I fiddle with the paper. I crease it in half. And then in half the other way. In quarters and quarters and the corners fold down onto the mid lines and those fold down again… I fold and fold and try to memorize the quote and try not to think about Adam. Because I have been sitting out here for a very long time. And I am getting very, very nervous. I am wondering if folks are supposed to walk in like the loud man - but I have never heard of such a thing and I most certainly am not about to try it. I am wondering if Mr. Adam doesn't want to see me. I know I can be annoying. I --

I push that thought away. But more are there to fill the space. Is it the right day? Am I at the right place? Hush, I tell myself. The woman at the desk let you in. Just wait. Be patient. And I wait.

The table beside me has a pile of blank clipboards and one can of pens and one magazine. I take a black pen. The can clanks loudly. I feel as if every eye jerks towards me and I shrink into myself. I turn over my note card and try to add: "Give someone a compliment" to my list of distractions. But the pen doesn't really work. Well, it works on my skin, which I keep squiggling on to try and make it work on the paper. I get 'Give a comp' written down before the Door finally opens again.

A boy walks out. He is Hispanic and slightly chubby but mostly big boned. He wears a large white tee shirt and jeans and his black hair is shaved down close and he slouches. Adam is holding open the door. The boy goes over to the father and the two girls and they begin to walk away. I suppose the boy must be under 16 if his parents are bringing him here, but he definitely looks like a high schooler. Adam is looking at me.

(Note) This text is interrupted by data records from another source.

//! Network configuration.
//!
//! `LayerConfig` fixes the geometry of one layer; the parameter bundles
//! carry the scalars handed to construction, settling and learning.
//! Everything validates up front so kernels never see a degenerate value.

#[cfg(feature = "serde")]
use serde::{Deserialize, Serialize};

use crate::backend::ExecutionTier;
use crate::error::{Error, Result};
use crate::field::ReceptiveField;
use crate::tensor::Extent;

/// Receptive-field radii of the five connections of a layer.
#[derive(Debug, Clone, Copy, PartialEq, Eq)]
#[cfg_attr(feature = "serde", derive(Serialize, Deserialize))]
#[cfg_attr(feature = "serde", serde(default))]
pub struct Radii {
    pub e_feed_forward: u32,
    pub e_feed_back: u32,
    pub i_feed_forward: u32,
    pub i_lateral: u32,
    pub i_feed_back: u32,
}

impl Default for Radii {
    fn default() -> Self {
        Self {
            e_feed_forward: 8,
            e_feed_back: 6,
            i_feed_forward: 6,
            i_lateral: 6,
            i_feed_back: 6,
        }
    }
}

/// Geometry of one layer.
#[derive(Debug, Clone, Copy, PartialEq, Eq)]
#[cfg_attr(feature = "serde", derive(Serialize, Deserialize))]
pub struct LayerConfig {
    /// Source of the excitatory feed-forward input: the network input for
    /// layer 0, the excitatory field of the layer below otherwise.
    pub e_feed_forward: Extent,
    pub e: Extent,
    pub i: Extent,
    /// Source of inhibitory feedback: the inhibitory field of the layer
    /// above, 1x1 for the top layer.
    pub i_feed_back: Extent,
    pub radii: Radii,
}

impl LayerConfig {
    pub const MAX_RADIUS: u32 = 32;

    pub fn validate(&self) -> Result<()> {
        if self.e_feed_forward.is_empty()
            || self.e.is_empty()
            || self.i.is_empty()
            || self.i_feed_back.is_empty()
        {
            return Err(Error::InvalidConfig("layer extents must be at least 1x1"));
        }
        let r = &self.radii;
        let largest = r
            .e_feed_forward
            .max(r.e_feed_back)
            .max(r.i_feed_forward)
            .max(r.i_lateral)
            .max(r.i_feed_back);
        if largest > Self::MAX_RADIUS {
            return Err(Error::InvalidConfig("receptive field radius exceeds MAX_RADIUS"));
        }
        if r.i_lateral == 0 {
            return Err(Error::InvalidConfig("inhibitory lateral radius must be at least 1"));
        }
        Ok(())
    }

    pub fn e_feed_forward_field(&self) -> ReceptiveField {
        ReceptiveField::new(self.e_feed_forward, self.e, self.radii.e_feed_forward)
    }

    pub fn e_feed_back_field(&self) -> ReceptiveField {
        ReceptiveField::new(self.i, self.e, self.radii.e_feed_back)
    }

    pub fn i_feed_forward_field(&self) -> ReceptiveField {
        ReceptiveField::new(self.e, self.i, self.radii.i_feed_forward)
    }

    pub fn i_lateral_field(&self) -> ReceptiveField {
        ReceptiveField::new(self.i, self.i, self.radii.i_lateral)
    }

    pub fn i_feed_back_field(&self) -> ReceptiveField {
        ReceptiveField::new(self.i_feed_back, self.i, self.radii.i_feed_back)
    }
}

/// Builds chained layer configs with default radii.
///
/// Layer 0 reads `input`; layer `n` reads the excitatory field of layer
/// `n-1` and takes feedback from the inhibitory field of layer `n+1`.
pub fn generate_configs_from_sizes(
    input: Extent,
    e_sizes: &[Extent],
    i_sizes: &[Extent],
) -> Result<Vec<LayerConfig>> {
    generate_configs_with_radii(input, e_sizes, i_sizes, Radii::default())
}

pub fn generate_configs_with_radii(
    input: Extent,
    e_sizes: &[Extent],
    i_sizes: &[Extent],
    radii: Radii,
) -> Result<Vec<LayerConfig>> {
    if e_sizes.len() != i_sizes.len() {
        return Err(Error::LayerCountMismatch {
            e_layers: e_sizes.len(),
            i_layers: i_sizes.len(),
        });
    }
    let configs = e_sizes
        .iter()
        .zip(i_sizes)
        .enumerate()
        .map(|(l, (&e, &i))| LayerConfig {
            e_feed_forward: if l == 0 { input } else { e_sizes[l - 1] },
            e,
            i,
            i_feed_back: i_sizes.get(l + 1).copied().unwrap_or(Extent::UNIT),
            radii,
        })
        .collect();
    Ok(configs)
}

/// Checks the chaining invariant between adjacent configs.
pub fn check_chain(input: Extent, configs: &[LayerConfig]) -> Result<()> {
    if configs.is_empty() {
        return Err(Error::InvalidConfig("a hierarchy needs at least one layer"));
    }
    for (l, config) in configs.iter().enumerate() {
        let below = if l == 0 { input } else { configs[l - 1].e };
        let above = configs.get(l + 1).map_or(Extent::UNIT, |c| c.i);
        if config.e_feed_forward != below || config.i_feed_back != above {
            return Err(Error::ChainBroken { layer: l });
        }
    }
    Ok(())
}

/// Inclusive range of initial weight values.
#[derive(Debug, Clone, Copy, PartialEq)]
#[cfg_attr(feature = "serde", derive(Serialize, Deserialize))]
pub struct WeightRange {
    pub min: f32,
    pub max: f32,
}

impl WeightRange {
    pub const fn new(min: f32, max: f32) -> Self {
        Self { min, max }
    }

    pub fn validate(&self) -> Result<()> {
        if !self.min.is_finite() || !self.max.is_finite() || self.min > self.max {
            return Err(Error::InvalidConfig("weight range must be finite with min <= max"));
        }
        Ok(())
    }
}

/// Target firing rates of the two populations.
#[derive(Debug, Clone, Copy, PartialEq)]
#[cfg_attr(feature = "serde", derive(Serialize, Deserialize))]
#[cfg_attr(feature = "serde", serde(default))]
pub struct SparsityTargets {
    pub e: f32,
    pub i: f32,
}

impl Default for SparsityTargets {
    fn default() -> Self {
        Self { e: 0.03, i: 0.03 }
    }
}

impl SparsityTargets {
    pub fn validate(&self) -> Result<()> {
        let ok = |s: f32| s > 0.0 && s < 1.0;
        if !ok(self.e) || !ok(self.i) {
            return Err(Error::InvalidConfig("sparsity targets must lie in (0, 1)"));
        }
        Ok(())
    }
}

/// Initial state of a freshly created network.
#[derive(Debug, Clone, Copy, PartialEq)]
#[cfg_attr(feature = "serde", derive(Serialize, Deserialize))]
#[cfg_attr(feature = "serde", serde(default))]
pub struct InitParams {
    /// Excitatory feed-forward weights of both populations, inhibitory
    /// feedback weights and the prediction head.
    pub e_weights: WeightRange,
    /// Inhibitory weights: excitatory feedback and inhibitory lateral.
    pub i_weights: WeightRange,
    pub e_threshold: f32,
    pub i_threshold: f32,
    pub sparsity: SparsityTargets,
}

impl Default for InitParams {
    fn default() -> Self {
        Self {
            e_weights: WeightRange::new(-0.01, 0.01),
            i_weights: WeightRange::new(0.0, 0.01),
            e_threshold: 0.01,
            i_threshold: 0.01,
            sparsity: SparsityTargets::default(),
        }
    }
}

impl InitParams {
    pub fn validate(&self) -> Result<()> {
        self.e_weights.validate()?;
        self.i_weights.validate()?;
        if !self.e_threshold.is_finite() || !self.i_threshold.is_finite() {
            return Err(Error::InvalidConfig("initial thresholds must be finite"));
        }
        self.sparsity.validate()
    }
}

/// Scalars of one settling iteration.
#[derive(Debug, Clone, Copy, PartialEq)]
#[cfg_attr(feature = "serde", derive(Serialize, Deserialize))]
#[cfg_attr(feature = "serde", serde(default))]
pub struct ActivationParams {
    /// Integration rate of the membrane.
    pub eta: f32,
    /// Weight of one iteration in the per-example short average.
    pub short_average_rate_inv: f32,
    pub long_average_decay: f32,
}

impl Default for ActivationParams {
    fn default() -> Self {
        Self::for_iterations(30)
    }
}

impl ActivationParams {
    /// Defaults with the short average normalised over `iterations`.
    pub fn for_iterations(iterations: u32) -> Self {
        Self {
            eta: 0.02,
            short_average_rate_inv: 1.0 / iterations.max(1) as f32,
            long_average_decay: 0.002,
        }
    }

    pub fn validate(&self) -> Result<()> {
        if !(self.eta > 0.0 && self.eta <= 1.0) {
            return Err(Error::InvalidConfig("eta must lie in (0, 1]"));
        }
        let unit = |v: f32| (0.0..=1.0).contains(&v);
        if !unit(self.short_average_rate_inv) || !unit(self.long_average_decay) {
            return Err(Error::InvalidConfig("average rates must lie in [0, 1]"));
        }
        Ok(())
    }
}

/// Learning rates of one layer update.
#[derive(Debug, Clone, Copy, PartialEq)]
#[cfg_attr(feature = "serde", derive(Serialize, Deserialize))]
#[cfg_attr(feature = "serde", serde(default))]
pub struct LearnRates {
    pub e_alpha: f32,
    pub e_beta: f32,
    pub e_delta: f32,
    pub i_alpha: f32,
    pub i_beta: f32,
    pub i_gamma: f32,
    pub i_delta: f32,
}

impl Default for LearnRates {
    fn default() -> Self {
        Self {
            e_alpha: 0.01,
            e_beta: 0.028,
            e_delta: 0.028,
            i_alpha: 0.028,
            i_beta: 0.028,
            i_gamma: 0.06,
            i_delta: 0.028,
        }
    }
}

impl LearnRates {
    /// All rates zero: learning passes copy weights through unchanged.
    pub const FROZEN: LearnRates = LearnRates {
        e_alpha: 0.0,
        e_beta: 0.0,
        e_delta: 0.0,
        i_alpha: 0.0,
        i_beta: 0.0,
        i_gamma: 0.0,
        i_delta: 0.0,
    };

    pub fn validate(&self) -> Result<()> {
        let rates = [
            self.e_alpha,
            self.e_beta,
            self.e_delta,
            self.i_alpha,
            self.i_beta,
            self.i_gamma,
            self.i_delta,
        ];
        if rates.iter().any(|r| !r.is_finite() || *r < 0.0) {
            return Err(Error::InvalidConfig("learning rates must be finite and non-negative"));
        }
        Ok(())
    }
}

/// How the input image drives layer 0.
#[derive(Debug, Clone, Copy, PartialEq, Eq, Default)]
#[cfg_attr(feature = "serde", derive(Serialize, Deserialize))]
#[cfg_attr(feature = "serde", serde(rename_all = "snake_case"))]
pub enum InputCoding {
    /// Layer 0 reads the input values directly.
    #[default]
    Analog,
    /// Input values drive per-unit spike timers; layer 0 reads the spikes.
    Spiking,
}

/// Everything one training cycle needs besides the tensors.
#[derive(Debug, Clone, Copy, PartialEq)]
pub struct StepParams {
    pub activation: ActivationParams,
    pub iterations: u32,
    pub learn: LearnRates,
    pub sparsity: SparsityTargets,
    pub prediction_alpha: f32,
}

impl StepParams {
    pub fn validate(&self) -> Result<()> {
        if self.iterations == 0 {
            return Err(Error::InvalidConfig("settling needs at least one iteration"));
        }
        if !self.prediction_alpha.is_finite() || self.prediction_alpha < 0.0 {
            return Err(Error::InvalidConfig("prediction alpha must be finite and non-negative"));
        }
        self.activation.validate()?;
        self.learn.validate()?;
        self.sparsity.validate()
    }
}

/// Complete description of a network and its training schedule.
#[derive(Debug, Clone, PartialEq)]
#[cfg_attr(feature = "serde", derive(Serialize, Deserialize))]
#[cfg_attr(feature = "serde", serde(default))]
pub struct NetworkConfig {
    pub input: Extent,
    pub e_sizes: Vec<Extent>,
    pub i_sizes: Vec<Extent>,
    pub radii: Radii,
    pub prediction_radius_e: u32,
    pub prediction_radius_i: u32,
    pub init: InitParams,
    pub activation: ActivationParams,
    pub iterations: u32,
    pub learn: LearnRates,
    pub prediction_alpha: f32,
    pub input_coding: InputCoding,
    pub seed: u64,
    pub execution_tier: ExecutionTier,
}

impl Default for NetworkConfig {
    fn default() -> Self {
        Self {
            input: Extent::new(2, 2),
            e_sizes: vec![Extent::new(8, 8)],
            i_sizes: vec![Extent::new(4, 4)],
            radii: Radii::default(),
            prediction_radius_e: 6,
            prediction_radius_i: 6,
            init: InitParams::default(),
            activation: ActivationParams::for_iterations(30),
            iterations: 30,
            learn: LearnRates::default(),
            prediction_alpha: 0.005,
            input_coding: InputCoding::Analog,
            seed: 1,
            execution_tier: ExecutionTier::Scalar,
        }
    }
}

impl NetworkConfig {
    pub fn with_seed(mut self, seed: u64) -> Self {
        self.seed = seed;
        self
    }

    pub fn with_layers(mut self, e_sizes: Vec<Extent>, i_sizes: Vec<Extent>) -> Self {
        self.e_sizes = e_sizes;
        self.i_sizes = i_sizes;
        self
    }

    pub fn with_execution_tier(mut self, tier: ExecutionTier) -> Self {
        self.execution_tier = tier;
        self
    }

    pub fn layer_configs(&self) -> Result<Vec<LayerConfig>> {
        generate_configs_with_radii(self.input, &self.e_sizes, &self.i_sizes, self.radii)
    }

    pub fn step_params(&self) -> StepParams {
        StepParams {
            activation: self.activation,
            iterations: self.iterations,
            learn: self.learn,
            sparsity: self.init.sparsity,
            prediction_alpha: self.prediction_alpha,
        }
    }

    pub fn validate(&self) -> Result<()> {
        if self.input.is_empty() {
            return Err(Error::InvalidConfig("input extent must be at least 1x1"));
        }
        if self.prediction_radius_e > LayerConfig::MAX_RADIUS
            || self.prediction_radius_i > LayerConfig::MAX_RADIUS
        {
            return Err(Error::InvalidConfig("prediction radius exceeds MAX_RADIUS"));
        }
        for config in self.layer_configs()? {
            config.validate()?;
        }
        self.init.validate()?;
        self.step_params().validate()
    }

    #[cfg(feature = "serde")]
    pub fn from_json_str(json: &str) -> Result<Self> {
        let config: NetworkConfig = serde_json::from_str(json)?;
        config.validate()?;
        Ok(config)
    }

    #[cfg(feature = "serde")]
    pub fn load(path: impl AsRef<std::path::Path>) -> Result<Self> {
        let text = std::fs::read_to_string(path)?;
        Self::from_json_str(&text)
    }
}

I stand. It's kind of an awkward pause as I look at him and don't move - my note card is already safe in my bag. Then I catch on and step forward and step inside first because he was holding the door open for me and waiting for me to step in first. I cross the threshold to stand off to the side and let Adam walk first. He does, the door closing with a CLACK behind us. He leads with strong strides. I hadn't noticed that before. He steps with brisk, long strides. The type that make me imagine a ridged head bent down wards and long, straight arms swinging dramatically back and forth with each step. He doesn't do that though (which is good). He just steps big and brisk and decidedly.

Instead of following the hall down and going left, we stop for a door on the right.

It is a new room.

I don't like it.

I guess I have forgotten how Adam had said that he did not have a consistent room, how he had always said that 'today' he is in a room, and not simply that he has the room. This office is just Wrong.

It is empty. That's how it feels. Spartan bare. And it is brown. Overwhelmingly tan. On the wall to the right are life-size pictures of Cherry Tree branches. Adam says, "The cherry tree is a bit much, huh." but he says it in a polite way though. A joking, light-hearted way and he follows right up with a compliment to the woman who really owns the office. He gestures for me to sit, and I do. He sits. Between us is a board game.

"Since I have this out still, how about we play some?" he says like it is a question. As if I could say no, but I obviously can't. That would be unimaginably rude and just can't be done in that sort of context. I would say it, and he would blink in shock, maybe even move his head or something minor, but he would still be good and would not speak like I had to do it, but he would probably explain his reasons for wanting to do the game and then ask again. I don't mind playing a game though. I kind of shrug and nod.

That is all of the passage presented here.